• **DATA SECTION**
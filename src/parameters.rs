use std::fs;
use std::path::Path;

use log::trace;
use serde::{Deserialize, Serialize};

use crate::error::HerdError;

fn default_initial_infected() -> usize {
    1
}

/// Startup configuration for a [`Simulation`](crate::Simulation).
///
/// Parameters arrive either on the command line or from a JSON file:
///
/// ```json
/// {
///   "population_size": 100000,
///   "vacc_percentage": 0.9,
///   "virus_name": "Ebola",
///   "mortality_rate": 0.7,
///   "repro_rate": 0.25,
///   "initial_infected": 10
/// }
/// ```
#[derive(Clone, Debug, PartialEq, Serialize, Deserialize)]
#[serde(deny_unknown_fields)]
pub struct Parameters {
    pub population_size: usize,
    /// Probability that each person outside the initially infected cohort is vaccinated.
    pub vacc_percentage: f64,
    pub virus_name: String,
    pub mortality_rate: f64,
    pub repro_rate: f64,
    #[serde(default = "default_initial_infected")]
    pub initial_infected: usize,
    /// Stop after this many steps even if the epidemic is still running.
    #[serde(default)]
    pub max_steps: Option<usize>,
}

impl Parameters {
    pub fn new(
        population_size: usize,
        vacc_percentage: f64,
        virus_name: impl Into<String>,
        mortality_rate: f64,
        repro_rate: f64,
        initial_infected: usize,
    ) -> Self {
        Parameters {
            population_size,
            vacc_percentage,
            virus_name: virus_name.into(),
            mortality_rate,
            repro_rate,
            initial_infected,
            max_steps: None,
        }
    }

    #[must_use]
    pub fn with_max_steps(mut self, max_steps: usize) -> Self {
        self.max_steps = Some(max_steps);
        self
    }

    /// Checks that the parameters describe a population that can be built.
    ///
    /// # Errors
    ///
    /// Returns `HerdError::InvalidParameter` naming the first offending field.
    pub fn validate(&self) -> Result<(), HerdError> {
        if self.population_size == 0 {
            return Err(HerdError::InvalidParameter(
                "population_size must be positive".to_string(),
            ));
        }
        if self.virus_name.trim().is_empty() {
            return Err(HerdError::InvalidParameter(
                "virus_name must not be empty".to_string(),
            ));
        }
        // The name becomes part of the report file names.
        if self.virus_name.contains(['/', '\\']) || self.virus_name.contains("..") {
            return Err(HerdError::InvalidParameter(format!(
                "virus_name must not contain path separators or '..', got {:?}",
                self.virus_name
            )));
        }
        for (name, value) in [
            ("vacc_percentage", self.vacc_percentage),
            ("mortality_rate", self.mortality_rate),
            ("repro_rate", self.repro_rate),
        ] {
            if !(0.0..=1.0).contains(&value) {
                return Err(HerdError::InvalidParameter(format!(
                    "{name} must be a probability in [0, 1], got {value}"
                )));
            }
        }
        if self.initial_infected > self.population_size {
            return Err(HerdError::InvalidParameter(format!(
                "initial_infected ({}) exceeds population_size ({})",
                self.initial_infected, self.population_size
            )));
        }
        Ok(())
    }

    /// The name shared by all report files of a run.
    pub fn file_prefix(&self) -> String {
        format!(
            "{}_simulation_pop_{}_vp_{:?}_infected_{}",
            self.virus_name, self.population_size, self.vacc_percentage, self.initial_infected
        )
    }
}

/// Reads and validates parameters from a JSON file.
///
/// # Errors
///
/// Returns an error if the file cannot be read, is not valid JSON for [`Parameters`], or fails
/// [`Parameters::validate`].
pub fn load_parameters(path: &Path) -> Result<Parameters, HerdError> {
    trace!("loading parameters from {}", path.display());
    let data = fs::read_to_string(path)?;
    let parameters: Parameters = serde_json::from_str(&data)?;
    parameters.validate()?;
    Ok(parameters)
}
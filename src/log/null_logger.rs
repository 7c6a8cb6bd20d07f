/*!

A stand-in used when the `logging` feature is disabled. Nothing is output, but the level is still
recorded so the public API behaves the same.

*/

use crate::log::LogConfiguration;

impl LogConfiguration {
    pub(in crate::log) fn set_config(&mut self) {
        log::set_max_level(self.global_log_level);
    }
}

• **WHAT TO PRODUCE**
As the exercise requires, copy out the data shown above word for word.

• **FINISHED TASK**
filename src/parameters.rs
use std::fs;
use std::path::Path;

use log::trace;
use serde::{Deserialize, Serialize};

use crate::error::HerdError;

fn default_initial_infected() -> usize {
    1
}

/// Startup configuration for a [`Simulation`](crate::Simulation).
///
/// Parameters arrive either on the command line or from a JSON file:
///
/// ```json
/// {
///   "population_size": 100000,
///   "vacc_percentage": 0.9,
///   "virus_name": "Ebola",
///   "mortality_rate": 0.7,
///   "repro_rate": 0.25,
///   "initial_infected": 10
/// }
/// ```
#[derive(Clone, Debug, PartialEq, Serialize, Deserialize)]
#[serde(deny_unknown_fields)]
pub struct Parameters {
    pub population_size: usize,
    /// Probability that each person outside the initially infected cohort is vaccinated.
    pub vacc_percentage: f64,
    pub virus_name: String,
    pub mortality_rate: f64,
    pub repro_rate: f64,
    #[serde(default = "default_initial_infected")]
    pub initial_infected: usize,
    /// Stop after this many steps even if the epidemic is still running.
    #[serde(default)]
    pub max_steps: Option<usize>,
}

impl Parameters {
    pub fn new(
        population_size: usize,
        vacc_percentage: f64,
        virus_name: impl Into<String>,
        mortality_rate: f64,
        repro_rate: f64,
        initial_infected: usize,
    ) -> Self {
        Parameters {
            population_size,
            vacc_percentage,
            virus_name: virus_name.into(),
            mortality_rate,
            repro_rate,
            initial_infected,
            max_steps: None,
        }
    }

    #[must_use]
    pub fn with_max_steps(mut self, max_steps: usize) -> Self {
        self.max_steps = Some(max_steps);
        self
    }

    /// Checks that the parameters describe a population that can be built.
    ///
    /// # Errors
    ///
    /// Returns `HerdError::InvalidParameter` naming the first offending field.
    pub fn validate(&self) -> Result<(), HerdError> {
        if self.population_size == 0 {
            return Err(HerdError::InvalidParameter(
                "population_size must be positive".to_string(),
            ));
        }
        if self.virus_name.trim().is_empty() {
            return Err(HerdError::InvalidParameter(
                "virus_name must not be empty".to_string(),
            ));
        }
        // The name becomes part of the report file names.
        if self.virus_name.contains(['/', '\\']) || self.virus_name.contains("..") {
            return Err(HerdError::InvalidParameter(format!(
                "virus_name must not contain path separators or '..', got {:?}",
                self.virus_name
            )));
        }
        for (name, value) in [
            ("vacc_percentage", self.vacc_percentage),
            ("mortality_rate", self.mortality_rate),
            ("repro_rate", self.repro_rate),
        ] {
            if !(0.0..=1.0).contains(&value) {
                return Err(HerdError::InvalidParameter(format!(
                    "{name} must be a probability in [0, 1], got {value}"
                )));
            }
        }
        if self.initial_infected > self.population_size {
            return Err(HerdError::InvalidParameter(format!(
                "initial_infected ({}) exceeds population_size ({})",
                self.initial_infected, self.population_size
            )));
        }
        Ok(())
    }

    /// The name shared by all report files of a run.
    pub fn file_prefix(&self) -> String {
        format!(
            "{}_simulation_pop_{}_vp_{:?}_infected_{}",
            self.virus_name, self.population_size, self.vacc_percentage, self.initial_infected
        )
    }
}

/// Reads and validates parameters from a JSON file.
///
/// # Errors
///
/// Returns an error if the file cannot be read, is not valid JSON for [`Parameters`], or fails
/// [`Parameters::validate`].
pub fn load_parameters(path: &Path) -> Result<Parameters, HerdError> {
    trace!("loading parameters from {}", path.display());
    let data = fs::read_to_string(path)?;
    let parameters: Parameters = serde_json::from_str(&data)?;
    parameters.validate()?;
    Ok(parameters)
}
filename src/log/null_logger.rs
repository 7c6a8cb6bd20d07f
/*!

A stand-in used when the `logging` feature is disabled. Nothing is output, but the level is still
recorded so the public API behaves the same.

*/

use crate::log::LogConfiguration;

impl LogConfiguration {
    pub(in crate::log) fn set_config(&mut self) {
        log::set_max_level(self.global_log_level);
    }
}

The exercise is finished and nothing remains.